*ENTRIES SUPPLIED*
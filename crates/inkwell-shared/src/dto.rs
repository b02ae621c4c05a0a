//! Data Transfer Objects - request/response types for the API.

use chrono::{DateTime, Utc};
use serde::{Deserialize, Serialize};
use uuid::Uuid;

/// Request to register a new user.
#[derive(Debug, Clone, Serialize, Deserialize)]
pub struct RegisterUserRequest {
    pub username: String,
    pub email: String,
    pub password: String,
}

/// Request to login.
#[derive(Debug, Clone, Serialize, Deserialize)]
pub struct LoginRequest {
    pub email: String,
    pub password: String,
}

/// A user's public information.
#[derive(Debug, Clone, PartialEq, Eq, Serialize, Deserialize)]
pub struct UserResponse {
    pub id: Uuid,
    pub username: String,
    pub email: String,
}

/// Returned by login and register: the bearer token and who it belongs to.
#[derive(Debug, Clone, Serialize, Deserialize)]
pub struct AuthResponse {
    pub token: String,
    pub user: UserResponse,
}

/// Body of `POST /posts`. Fields are optional on the wire so that missing
/// values reach the server's validation instead of failing deserialization.
#[derive(Debug, Clone, Default, Serialize, Deserialize)]
pub struct CreatePostRequest {
    #[serde(default, skip_serializing_if = "Option::is_none")]
    pub title: Option<String>,
    #[serde(default, skip_serializing_if = "Option::is_none")]
    pub content: Option<String>,
    #[serde(default, skip_serializing_if = "Option::is_none")]
    pub category: Option<String>,
    #[serde(default, skip_serializing_if = "Option::is_none")]
    pub excerpt: Option<String>,
    #[serde(default, skip_serializing_if = "Option::is_none")]
    pub slug: Option<String>,
}

/// Body of `PUT /posts/{id}`. Absent fields keep their stored value.
#[derive(Debug, Clone, Default, Serialize, Deserialize)]
pub struct UpdatePostRequest {
    #[serde(default, skip_serializing_if = "Option::is_none")]
    pub title: Option<String>,
    #[serde(default, skip_serializing_if = "Option::is_none")]
    pub content: Option<String>,
    #[serde(default, skip_serializing_if = "Option::is_none")]
    pub category: Option<String>,
    #[serde(default, skip_serializing_if = "Option::is_none")]
    pub excerpt: Option<String>,
    #[serde(default, skip_serializing_if = "Option::is_none")]
    pub status: Option<String>,
}

/// Query string of `GET /posts`.
#[derive(Debug, Clone, Default, PartialEq, Eq, Serialize, Deserialize)]
pub struct ListPostsQuery {
    #[serde(default, skip_serializing_if = "Option::is_none")]
    pub category: Option<String>,
    #[serde(default, skip_serializing_if = "Option::is_none")]
    pub page: Option<u64>,
    #[serde(default, skip_serializing_if = "Option::is_none")]
    pub limit: Option<u64>,
}

/// A post with its author expanded.
#[derive(Debug, Clone, PartialEq, Serialize, Deserialize)]
pub struct PostResponse {
    pub id: Uuid,
    pub title: String,
    pub content: String,
    /// `None` when the author's account no longer exists.
    pub author: Option<UserResponse>,
    pub author_id: Uuid,
    pub category: String,
    pub slug: String,
    pub excerpt: Option<String>,
    pub status: String,
    pub views: u64,
    pub created_at: DateTime<Utc>,
    pub updated_at: DateTime<Utc>,
}
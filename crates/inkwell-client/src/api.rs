//! Collaborator contracts for the auth and post endpoints, and their HTTP
//! implementation.

use std::sync::Arc;

use async_trait::async_trait;
use serde::de::DeserializeOwned;
use uuid::Uuid;

use inkwell_shared::dto::{
    AuthResponse, CreatePostRequest, ListPostsQuery, LoginRequest, PostResponse,
    RegisterUserRequest, UpdatePostRequest, UserResponse,
};
use inkwell_shared::{ErrorResponse, MessageResponse};

use crate::error::ClientError;

/// Credential store as seen from the client.
#[async_trait]
pub trait AuthApi: Send + Sync {
    async fn login(&self, credentials: &LoginRequest) -> Result<AuthResponse, ClientError>;

    async fn register(&self, user: &RegisterUserRequest) -> Result<AuthResponse, ClientError>;

    /// Resolve a bearer token to its user.
    async fn current_user(&self, token: &str) -> Result<UserResponse, ClientError>;
}

/// Post endpoints. Mutations take the caller's bearer token.
#[async_trait]
pub trait PostsApi: Send + Sync {
    async fn list_posts(&self, query: &ListPostsQuery) -> Result<Vec<PostResponse>, ClientError>;

    async fn get_post(&self, id: Uuid) -> Result<PostResponse, ClientError>;

    async fn create_post(
        &self,
        token: &str,
        body: &CreatePostRequest,
    ) -> Result<PostResponse, ClientError>;

    async fn update_post(
        &self,
        token: &str,
        id: Uuid,
        body: &UpdatePostRequest,
    ) -> Result<PostResponse, ClientError>;

    async fn delete_post(&self, token: &str, id: Uuid) -> Result<MessageResponse, ClientError>;
}

/// reqwest-backed client for the `/api` surface.
#[derive(Clone)]
pub struct HttpApi {
    client: reqwest::Client,
    base_url: Arc<str>,
}

impl HttpApi {
    /// `base_url` is the API root, e.g. `http://localhost:8080/api`.
    pub fn new(base_url: &str) -> Self {
        Self {
            client: reqwest::Client::new(),
            base_url: Arc::from(base_url.trim_end_matches('/')),
        }
    }

    fn url(&self, path: &str) -> String {
        format!("{}{}", self.base_url, path)
    }

    async fn decode<T: DeserializeOwned>(response: reqwest::Response) -> Result<T, ClientError> {
        let status = response.status();
        if status.is_success() {
            return Ok(response.json::<T>().await?);
        }

        let problem = response.json::<ErrorResponse>().await.ok();
        let err = ClientError::from_problem(status.as_u16(), problem);
        tracing::debug!(status = %status, error = %err, "Request rejected");
        Err(err)
    }
}

#[async_trait]
impl AuthApi for HttpApi {
    #[tracing::instrument(skip_all)]
    async fn login(&self, credentials: &LoginRequest) -> Result<AuthResponse, ClientError> {
        let response = self
            .client
            .post(self.url("/auth/login"))
            .json(credentials)
            .send()
            .await?;
        Self::decode(response).await
    }

    #[tracing::instrument(skip_all)]
    async fn register(&self, user: &RegisterUserRequest) -> Result<AuthResponse, ClientError> {
        let response = self
            .client
            .post(self.url("/auth/register"))
            .json(user)
            .send()
            .await?;
        Self::decode(response).await
    }

    #[tracing::instrument(skip_all)]
    async fn current_user(&self, token: &str) -> Result<UserResponse, ClientError> {
        let response = self
            .client
            .get(self.url("/auth/me"))
            .bearer_auth(token)
            .send()
            .await?;
        Self::decode(response).await
    }
}

#[async_trait]
impl PostsApi for HttpApi {
    #[tracing::instrument(skip(self))]
    async fn list_posts(&self, query: &ListPostsQuery) -> Result<Vec<PostResponse>, ClientError> {
        let response = self
            .client
            .get(self.url("/posts"))
            .query(query)
            .send()
            .await?;
        Self::decode(response).await
    }

    #[tracing::instrument(skip(self))]
    async fn get_post(&self, id: Uuid) -> Result<PostResponse, ClientError> {
        let response = self
            .client
            .get(self.url(&format!("/posts/{}", id)))
            .send()
            .await?;
        Self::decode(response).await
    }

    #[tracing::instrument(skip(self, token, body))]
    async fn create_post(
        &self,
        token: &str,
        body: &CreatePostRequest,
    ) -> Result<PostResponse, ClientError> {
        let response = self
            .client
            .post(self.url("/posts"))
            .bearer_auth(token)
            .json(body)
            .send()
            .await?;
        Self::decode(response).await
    }

    #[tracing::instrument(skip(self, token, body))]
    async fn update_post(
        &self,
        token: &str,
        id: Uuid,
        body: &UpdatePostRequest,
    ) -> Result<PostResponse, ClientError> {
        let response = self
            .client
            .put(self.url(&format!("/posts/{}", id)))
            .bearer_auth(token)
            .json(body)
            .send()
            .await?;
        Self::decode(response).await
    }

    #[tracing::instrument(skip(self, token))]
    async fn delete_post(&self, token: &str, id: Uuid) -> Result<MessageResponse, ClientError> {
        let response = self
            .client
            .delete(self.url(&format!("/posts/{}", id)))
            .bearer_auth(token)
            .send()
            .await?;
        Self::decode(response).await
    }
}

*TASK STATEMENT*
Search the data above for the string "DateTime" and return every line that has it.

*SOLUTION BELOW*
use chrono::{DateTime, Utc};
    pub created_at: DateTime<Utc>,
    pub updated_at: DateTime<Utc>,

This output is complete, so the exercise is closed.